Taking summer programs can help students get ahead in their required credits by either taking college courses for high school students, or testing out of them through the CLEP program, which allows students to gain college credit by taking qualifying exams.
For students only looking for credits, Brian Van Brunt, president of the American College Counseling Association (ACCA), recommends looking at online college summer programs, saying they are much more cost effective and more time flexible. Students should make sure any credits will transfer to their home school before enrolling.
“Be really careful about finding out when and what credits transfer to the schools so you’re not spending all of this money and time in these classes and find out that they either only work for this one college or they’re not directly transferable,” says Van Brunt.
Get Comfortable in a College Atmosphere
Incoming freshmen benefit from taking a class or enrolling in a program at their college during the summer to get familiar with the campus and class schedules.
Van Brunt points out that most freshmen orientation sessions are only a few days and are jam packed with information, which can be overwhelming to new students; a summer program can help them ease into it.
“That [experience] would be a powerful, useful tool for most students to have so that they’re not just lumped in with the other thousands of students all in the same weekend at the same time,” he says.
For high school students, attending a summer college program allows them to become familiarized with what’s important to them in a school and see what different institutions offer.
“Especially if you’re considering that college, it’s a great way to decide whether you really like it or not,” says Mammano. “It’s like taking the puppy home before you buy it.”
If the program allows incoming students to stay on campus, experts recommend students try it out to make the transition of campus living easier.
“Having some exposure to a college campus on an overnight program versus a day program can give you exposure to not just the academic side of what it’s like to be in college, but what it’s like to live away from home,” says Tzouanakis.
An on-campus program can also provide the chance to meet some potential classmates and get a feel for campus culture.
“They’re doing classes that are also engaging in the students getting to know other students” says Van Brunt. “It gives them that opportunity to make some friends and form some social connections, which are very important to be successful academically as well.”
Price Tag: What to Expect
Depending on what type of program you’re interested in and the duration, programs range from a couple hundred dollars to a couple thousand. Some programs may have fees for room and board and meals in addition to an initial deposit.
If a student is going to be living on campus, parents will want to make sure that their child is safe and inquire about curfew and the rules of the dormitories.
“From a parent’s perspective, you want to look at safety; what is the supervision, what is the student to staff ratio, and how is supervision handled,” says Tzouanakis. “[Students] might be living in a university residence without supervision and will interact with staff on a day to day basis, or there [may be] supervision and staff available 24 hours a day.”

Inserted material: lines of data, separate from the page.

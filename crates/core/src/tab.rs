//! One browsing context and the room it is showing
//!
//! A [`Tab`] owns its client id and notification bus. Entering a room joins
//! the roster and mounts live views of both room records; dropping the
//! resulting [`RoomSession`] unmounts them and leaves the roster.

use rand::rngs::StdRng;
use tracing::{debug, info};

use crate::board::BoardView;
use crate::bus::ChangeBus;
use crate::dice::{Dice, RngDice};
use crate::entry::{EntryRequest, InviteLink, RoomBanner};
use crate::error::{Error, Result};
use crate::game::{GameManager, RollOutcome, StartOutcome};
use crate::models::{ClientId, GameSession, GameStatus, Identity, Participant, RoomId, Roster};
use crate::observer::{RosterObserver, SessionObserver};
use crate::permissions::{PermissionMatrix, RoomAction};
use crate::room::{KickOutcome, RoomManager};
use crate::storage::{KeyedStore, StorageBackend};

/// A context bound to shared storage
pub struct Tab<B, D = RngDice<StdRng>> {
    client_id: ClientId,
    bus: ChangeBus,
    rooms: RoomManager<B>,
    games: GameManager<B, D>,
}

impl<B: StorageBackend + Clone> Tab<B> {
    /// `backend` must deliver native notifications for other contexts'
    /// writes to `bus`
    pub fn new(client_id: ClientId, backend: B, bus: ChangeBus) -> Self {
        Self::with_dice(client_id, backend, bus, RngDice::from_entropy())
    }
}

impl<B: StorageBackend + Clone, D: Dice> Tab<B, D> {
    pub fn with_dice(client_id: ClientId, backend: B, bus: ChangeBus, dice: D) -> Self {
        let store = KeyedStore::new(backend);
        Self {
            client_id,
            rooms: RoomManager::new(store.clone(), bus.clone()),
            games: GameManager::with_dice(store, bus.clone(), dice),
            bus,
        }
    }

    pub fn client_id(&self) -> &ClientId {
        &self.client_id
    }

    pub fn bus(&self) -> &ChangeBus {
        &self.bus
    }

    pub fn rooms(&self) -> &RoomManager<B> {
        &self.rooms
    }

    pub fn games(&self) -> &GameManager<B, D> {
        &self.games
    }

    /// Join the requested room and start observing it.
    ///
    /// Guests are turned away with [`Error::RoomFull`] once the roster has
    /// `capacity` entries, unless this tab is already listed.
    pub fn enter(&self, request: &EntryRequest, capacity: usize) -> Result<RoomSession<'_, B, D>>
    where
        B: Send + Sync + 'static,
    {
        let entry = request.resolve()?;
        let room = entry.room_id;

        if request.is_join() && !self.rooms.roster(&room).contains(&self.client_id) {
            self.rooms.check_capacity(&room, capacity)?;
        }

        let identity = Identity::new(self.client_id.clone(), entry.name);
        let me = Participant::new(identity.clone(), entry.is_host);
        self.rooms.join(&room, identity, entry.is_host);
        info!(%room, name = %me.name, is_host = me.is_host, "Entered room");

        Ok(RoomSession {
            roster: self.rooms.observe(&room),
            session: self.games.observe(&room),
            tab: self,
            room,
            me,
            banner: entry.banner,
            left: false,
        })
    }
}

/// A mounted room page
pub struct RoomSession<'t, B: StorageBackend, D: Dice = RngDice<StdRng>> {
    tab: &'t Tab<B, D>,
    room: RoomId,
    /// As asserted on entry
    me: Participant,
    banner: RoomBanner,
    roster: RosterObserver,
    session: SessionObserver,
    left: bool,
}

impl<B: StorageBackend, D: Dice> RoomSession<'_, B, D> {
    pub fn room_id(&self) -> &RoomId {
        &self.room
    }

    pub fn me(&self) -> &Participant {
        &self.me
    }

    pub fn banner(&self) -> &RoomBanner {
        &self.banner
    }

    pub fn roster(&self) -> Roster {
        self.roster.get()
    }

    pub fn session(&self) -> Option<GameSession> {
        self.session.get()
    }

    pub fn status(&self) -> GameStatus {
        GameStatus::of(self.session().as_ref())
    }

    pub fn board(&self) -> BoardView {
        BoardView::build(self.roster().len(), self.session().as_ref())
    }

    /// Changes whenever either observed record is refreshed
    pub fn revision(&self) -> u64 {
        self.roster.version() + self.session.version()
    }

    /// Whether this tab's controls for `action` are live
    pub fn can(&self, action: RoomAction) -> bool {
        PermissionMatrix::can_perform(self.me.is_host, action)
    }

    /// Place the current roster on a fresh board
    pub fn start(&self) -> Result<StartOutcome> {
        self.tab.games.start(&self.room, &self.me, &self.roster())
    }

    /// Roll for whoever's turn it is
    pub fn roll(&self) -> Result<RollOutcome> {
        self.tab.games.roll(&self.room)
    }

    /// Roll only if it is this tab's turn
    pub fn roll_own(&self) -> Result<RollOutcome> {
        let session = self.session().ok_or(Error::GameNotReady)?;
        let seat = session
            .players
            .iter()
            .position(|p| p.client_id == self.me.client_id)
            .ok_or_else(|| Error::InvalidOperation("not seated in this game".into()))?;
        self.tab.games.roll_as(&self.room, seat)
    }

    /// Kick a participant named by display name or client id
    pub fn kick(&self, target: &str) -> KickOutcome {
        let roster = self.roster();
        let Some(entry) = roster
            .find_by_name(target)
            .or_else(|| roster.find(&ClientId::new(target)))
        else {
            return KickOutcome::NotFound;
        };
        self.tab.rooms.kick(&self.room, &self.me, &entry.client_id)
    }

    pub fn invite_link(&self, origin: &str) -> InviteLink {
        InviteLink::new(origin, self.room.clone())
    }

    /// Leave the roster now and unmount
    pub fn leave(mut self) -> Roster {
        self.left = true;
        self.tab.rooms.leave(&self.room, &self.me.client_id)
    }
}

impl<B: StorageBackend, D: Dice> Drop for RoomSession<'_, B, D> {
    fn drop(&mut self) {
        if self.left {
            return;
        }
        debug!(room = %self.room, name = %self.me.name, "Unmounting room, leaving roster");
        self.tab.rooms.leave(&self.room, &self.me.client_id);
    }
}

Informational sessions about specific programs and classes will give students a chance to talk to past participants to get feel for what it’s like.
While there are many benefits of summer academic programs, Van Brunt cautions students against doing too much too soon. In retrospect, they can feel as if they rushed themselves trying to “chase the credit” and that they missed some experiences, he says.
It’s not really a race,” he says. “[It’s about] helping students live a little bit more in balance and not feel like [they have to] get a semester’s worth of credit done during a summer program.”